Im gesamten zweiten Buch der Dialoge erläutert Gregor, wie das Leben des hl. Benedikt in eine Atmosphäre des Gebets eingesenkt war, das tragende Fundament seines Daseins. Ohne Gebet gibt es keine Gotteserfahrung. Die Spiritualität Benedikts war aber keine Innerlichkeit außerhalb der Wirklichkeit. In der Unruhe und Verwirrung seiner Zeit lebte er unter dem Blick Gottes und verlor gerade so nie die Pflichten des täglichen Lebens und den Menschen mit seinen konkreten Bedürfnissen aus den Augen. Indem er Gott sah, verstand er die Wirklichkeit des Menschen und seine Sendung. In seiner »Regel« bezeichnet er das monastische Leben als »eine Schule für den Dienst des Herrn« (Prol. 45) und verlangt von seinen Mönchen, dass »dem Gottesdienst [d. h. dem Officium Divinum bzw. dem Stundengebet] nichts vorgezogen werden soll« (43,3). Er hebt jedoch hervor, dass das Gebet in erster Linie ein Akt des Hörens ist (Prol. 9–11), der dann in konkretes Handeln umgesetzt werden muss. »Nach all diesen Worten erwartet der Herr, dass wir jeden Tag auf seine göttlichen Mahnungen mit unserem Tun antworten«, sagt er (Prol. 35). So wird das Leben des Mönchs zu einer fruchtbaren Symbiose zwischen Aktion und Kontemplation, »damit in allem Gott verherrlicht werde« (57,9). Im Gegensatz zu einer heute oft gepriesenen leichten und ichbezogenen Selbstverwirklichung ist die erste und unverzichtbare Pflicht des Schülers des hl. Benedikt die aufrichtige Suche nach Gott (58,7) auf dem vom demütigen und gehorsamen Christus vorgezeichneten Weg (5,13), dessen Liebe er nichts vorziehen darf (4,21; 72,11), und gerade auf diese Weise, im Dienst am anderen, wird er ein Mann des Dienstes und des Friedens. In der Ausübung des Gehorsams, der mit einem von der Liebe beseelten Glauben in die Tat umgesetzt wird (5,2), gewinnt der Mönch die Demut (5,1), der die »Regel« ein ganzes Kapitel widmet (7). Auf diese Weise wird der Mensch immer mehr Christus ähnlich und gelangt zur wahren Selbstverwirklichung als Geschöpf nach dem Bild und Gleichnis Gottes.

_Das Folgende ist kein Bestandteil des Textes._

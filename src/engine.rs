use crate::emitter::EventEmitter;
use crate::metrics::METRICS;
use crate::order_index::OrderIndex;
use crate::protocol::{ClientCommand, EngineEvent, Side};
use crate::registry::InstrumentRegistry;
use crate::sequencer::Sequencer;
use std::time::Instant;

/// 撮合引擎门面
///
/// 把注册表、全局订单索引、序列号发生器与事件输出端装配为一个
/// 引擎值，所有连接处理任务共享同一个 Engine，内部各自加锁，
/// 因此方法都只需要 &self。
///
/// 锁次序约定：
/// - 提交路径：注册表锁 → 簿锁 →（簿锁内短暂取）全局索引锁
/// - 取消路径：全局索引锁 → 簿锁，两段临界区不重叠
///
/// 索引锁始终是叶子锁，其下不再取任何锁，两条路径不会构成环路。
pub struct Engine {
    registry: InstrumentRegistry,
    index: OrderIndex,
    sequencer: Sequencer,
    emitter: EventEmitter,
}

impl Engine {
    pub fn new(emitter: EventEmitter) -> Self {
        Self {
            registry: InstrumentRegistry::new(),
            index: OrderIndex::new(),
            sequencer: Sequencer::new(),
            emitter,
        }
    }

    /// 执行一条已解析且已校验的客户端命令
    pub fn execute(&self, command: ClientCommand) {
        match command {
            ClientCommand::Submit {
                side,
                order_id,
                instrument,
                price,
                count,
            } => self.submit(side, order_id, &instrument, price, count),
            ClientCommand::Cancel { order_id } => self.cancel(order_id),
        }
    }

    /// 提交买/卖单：解析标的 → 簿内撮合 → 事件输出
    pub fn submit(&self, side: Side, order_id: u32, instrument: &str, price: u32, count: u32) {
        METRICS.record_submit(side, instrument);

        let book = self.registry.get_or_create(instrument);
        let started = Instant::now();
        let events = book.submit(side, order_id, price, count, &self.sequencer, &self.index);
        METRICS.observe_match_latency(instrument, started.elapsed().as_secs_f64());

        let fills = events
            .iter()
            .filter(|e| matches!(e, EngineEvent::OrderExecuted { .. }))
            .count() as u64;
        METRICS.record_fills(instrument, fills);

        self.emitter.emit_all(events);
    }

    /// 取消订单
    ///
    /// 先原子摘除全局索引条目，再进入对应簿完成删除；索引未命中
    ///（从未挂过、已终结或已被并发取消）按 accepted=false 回报，
    /// 这是正常结果而非错误。
    pub fn cancel(&self, order_id: u32) {
        let event = match self.index.take(order_id) {
            Some(book) => book.cancel(order_id, &self.sequencer),
            None => EngineEvent::OrderDeleted {
                order_id,
                accepted: false,
                seq: self.sequencer.next(),
            },
        };

        if let EngineEvent::OrderDeleted { accepted, .. } = &event {
            METRICS.record_cancel(*accepted);
        }

        self.emitter.emit(event);
    }

    /// 标的注册表（供观测与测试检查簿状态）
    pub fn registry(&self) -> &InstrumentRegistry {
        &self.registry
    }

    /// 全局序列号发生器
    pub fn sequencer(&self) -> &Sequencer {
        &self.sequencer
    }
}

#[cfg(test)]
mod tests {
    use super::*;
    use crate::protocol::parse_command;

    fn new_engine() -> (Engine, crossbeam::channel::Receiver<EngineEvent>) {
        let (emitter, rx) = EventEmitter::capture();
        (Engine::new(emitter), rx)
    }

    fn run(engine: &Engine, line: &str) {
        engine.execute(parse_command(line).unwrap());
    }

    #[test]
    fn test_submit_then_cancel_round_trip() {
        let (engine, rx) = new_engine();

        run(&engine, "B 1 AAPL 100 10");
        run(&engine, "C 1");

        let events: Vec<EngineEvent> = rx.try_iter().collect();
        assert_eq!(events.len(), 2);
        assert!(matches!(events[0], EngineEvent::OrderAdded { order_id: 1, seq: 1, .. }));
        assert!(matches!(
            events[1],
            EngineEvent::OrderDeleted {
                order_id: 1,
                accepted: true,
                seq: 2,
            }
        ));
        assert!(!engine.registry().get("AAPL").unwrap().contains(1));
    }

    #[test]
    fn test_cancel_unknown_id_emits_rejection() {
        let (engine, rx) = new_engine();

        run(&engine, "C 99");
        run(&engine, "C 99");

        // 未知订单的取消是幂等的负回报，每次消耗一个新序列号
        let events: Vec<EngineEvent> = rx.try_iter().collect();
        assert!(matches!(
            events[0],
            EngineEvent::OrderDeleted { order_id: 99, accepted: false, seq: 1 }
        ));
        assert!(matches!(
            events[1],
            EngineEvent::OrderDeleted { order_id: 99, accepted: false, seq: 2 }
        ));
    }

    #[test]
    fn test_cancel_after_full_match_is_rejected() {
        let (engine, rx) = new_engine();

        run(&engine, "B 1 AAPL 100 10");
        run(&engine, "S 2 AAPL 100 10");
        run(&engine, "C 1");

        let events: Vec<EngineEvent> = rx.try_iter().collect();
        assert!(matches!(events[0], EngineEvent::OrderAdded { order_id: 1, .. }));
        assert!(matches!(
            events[1],
            EngineEvent::OrderExecuted { resting_order_id: 1, taker_order_id: 2, .. }
        ));
        // 订单 1 已被完全成交，取消按拒绝回报
        assert!(matches!(
            events[2],
            EngineEvent::OrderDeleted { order_id: 1, accepted: false, .. }
        ));
    }

    #[test]
    fn test_instruments_are_independent() {
        let (engine, rx) = new_engine();

        run(&engine, "B 1 AAPL 100 10");
        run(&engine, "S 2 MSFT 100 10");

        // 不同标的互不交叉，两笔都挂入各自的簿
        let events: Vec<EngineEvent> = rx.try_iter().collect();
        assert!(events
            .iter()
            .all(|e| matches!(e, EngineEvent::OrderAdded { .. })));
        assert_eq!(engine.registry().get("AAPL").unwrap().best_bid(), Some(100));
        assert_eq!(engine.registry().get("MSFT").unwrap().best_ask(), Some(100));
    }
}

Dem Gehorsam des Jüngers muss die Weisheit des Abtes entsprechen, der im Kloster »die Stelle Christi« vertritt (2,2; 63,13). Seine Gestalt, die vor allem im zweiten Kapitel der »Regel« mit einem Profil von geistlicher Schönheit und anspruchsvollem Einsatz umrissen wird, kann als ein Selbstbildnis Benedikts betrachtet werden, da – wie Gregor der Große schreibt – »der heilige Mann gar nicht anders lehren konnte, als er lebte« (II Dial. 36). Der Abt muss gleichzeitig ein liebevoller Vater und ein strenger Meister sein (2,24), ein wahrer Erzieher. Unbeugsam gegenüber den Lastern ist er jedoch dazu berufen, vor allem die Liebe und Güte des Guten Hirten nachzuahmen (27,8), »mehr zu helfen als zu herrschen« (64,8), »alles Gute und Heilige mehr durch sein Leben als durch sein Reden sichtbar zu machen« und »die Weisungen Gottes durch sein Beispiel zu veranschaulichen« (2,12). Um verantwortlich entscheiden zu können, muss auch der Abt ein Mann sein, der »auf den Rat der Brüder hört« (3,2), »weil der Herr oft einem Jüngeren offenbart, was das Bessere ist« (3,3). Diese Anordnung macht eine vor fast fünfzehn Jahrhunderten geschriebene »Regel« überraschend modern! Ein Mensch mit öffentlicher Verantwortung, auch in kleinen Bereichen, muss immer auch ein Mensch sein, der hinzuhören weiß und aus dem, was er hört, zu lernen vermag.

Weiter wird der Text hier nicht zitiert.